According to the union's website, the last contract offered by the district for the current school year would for the first time require employees to pay toward their health insurance premiums. Those costs would double in the following school year. 

"Alton School District employees are already one of the lowest paid school employees within Madison County and the members soundly rejected any Board proposal that opened the door to ever-increasing insurance premium payments," the AEA's website said on Oct. 28.

But following a meeting with a federal mediator Thursday night, finance committee director Chris Norman said the board feels "comfortable" with the tentative agreement offered by the union, despite fiscal pressures.

"It's one of those things where the board administration definitely respects the job that our teachers and staff are doing, but we also have to do everything within financial constraints and try to be fiscally responsible," he said.

Norman also said that a strike was never imminent. He said while negotiations went "late," the union never submitted its notice to strike. The AEA had only voted to authorize union leaders to issue a "10-day notice to strike," but the union said no strike date had been set. Because of an additional procedure after that, Norman said the soonest a strike could have come would have been another three weeks or so.

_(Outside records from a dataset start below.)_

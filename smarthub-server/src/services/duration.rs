use std::sync::LazyLock;

use regex::Regex;

use crate::errors::DurationError;

static DURATION_PATTERN: LazyLock<Regex> = LazyLock::new(|| {
    Regex::new(r"^(?:(?P<hours>[0-9]+)h)?(?:(?P<minutes>[0-9]+)m)?(?:(?P<seconds>[0-9]+)s)?$")
        .expect("duration pattern is valid")
});

/// Component breakdown of a compact duration such as `1h30m`.
///
/// Absent components are zero, so `""` is the zero-length duration.
#[derive(Debug, Default, Clone, Copy, PartialEq, Eq)]
pub struct ParsedDuration {
    pub hours: u64,
    pub minutes: u64,
    pub seconds: u64,
}

impl ParsedDuration {
    pub fn total_seconds(&self) -> u64 {
        self.hours * 3600 + self.minutes * 60 + self.seconds
    }

    /// The part of the duration left after whole days, which is all that
    /// moves a time of day.
    pub fn within_day(&self) -> time::Duration {
        time::Duration::seconds((self.total_seconds() % 86_400) as i64)
    }
}

/// Parses `[<int>h][<int>m][<int>s]`, components in that order and without
/// separators.
pub fn parse_duration(input: &str) -> Result<ParsedDuration, DurationError> {
    let captures = DURATION_PATTERN
        .captures(input)
        .ok_or_else(|| DurationError::InvalidFormat(input.to_string()))?;

    let component = |name: &str| -> Result<u64, DurationError> {
        captures
            .name(name)
            .map(|value| value.as_str().parse::<u64>())
            .transpose()
            .map(Option::unwrap_or_default)
            .map_err(|_| DurationError::Overflow(input.to_string()))
    };

    let duration = ParsedDuration {
        hours: component("hours")?,
        minutes: component("minutes")?,
        seconds: component("seconds")?,
    };

    // i64 seconds is the range time::Duration arithmetic accepts
    duration
        .hours
        .checked_mul(3600)
        .and_then(|total| total.checked_add(duration.minutes.checked_mul(60)?))
        .and_then(|total| total.checked_add(duration.seconds))
        .filter(|total| *total <= i64::MAX as u64)
        .ok_or_else(|| DurationError::Overflow(input.to_string()))?;

    Ok(duration)
}
#[derive(Debug, Clone, PartialEq, Eq, thiserror::Error)]
pub enum DurationError {
    #[error("'{0}' does not match <hours>h<minutes>m<seconds>s")]
    InvalidFormat(String),

    #[error("duration '{0}' is too large")]
    Overflow(String),
}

But both parties also wanted to avoid affecting education for the district's about 6,300 students, Norman said.

"There's a lot of pressure on school districts now, and the teachers certainly are feeling it. Evaluation procedures have changed and a lot of that is new this year, but, yeah, ultimately your goal is to provide the best program and services you can for the services students and I think that's why the board felt like, 'Let's get this done.'"

The AEA said its members must ratify the proposed two-year contract during a vote next Thursday. The proposal must then be approved by the full school board during its Nov. 17 meeting.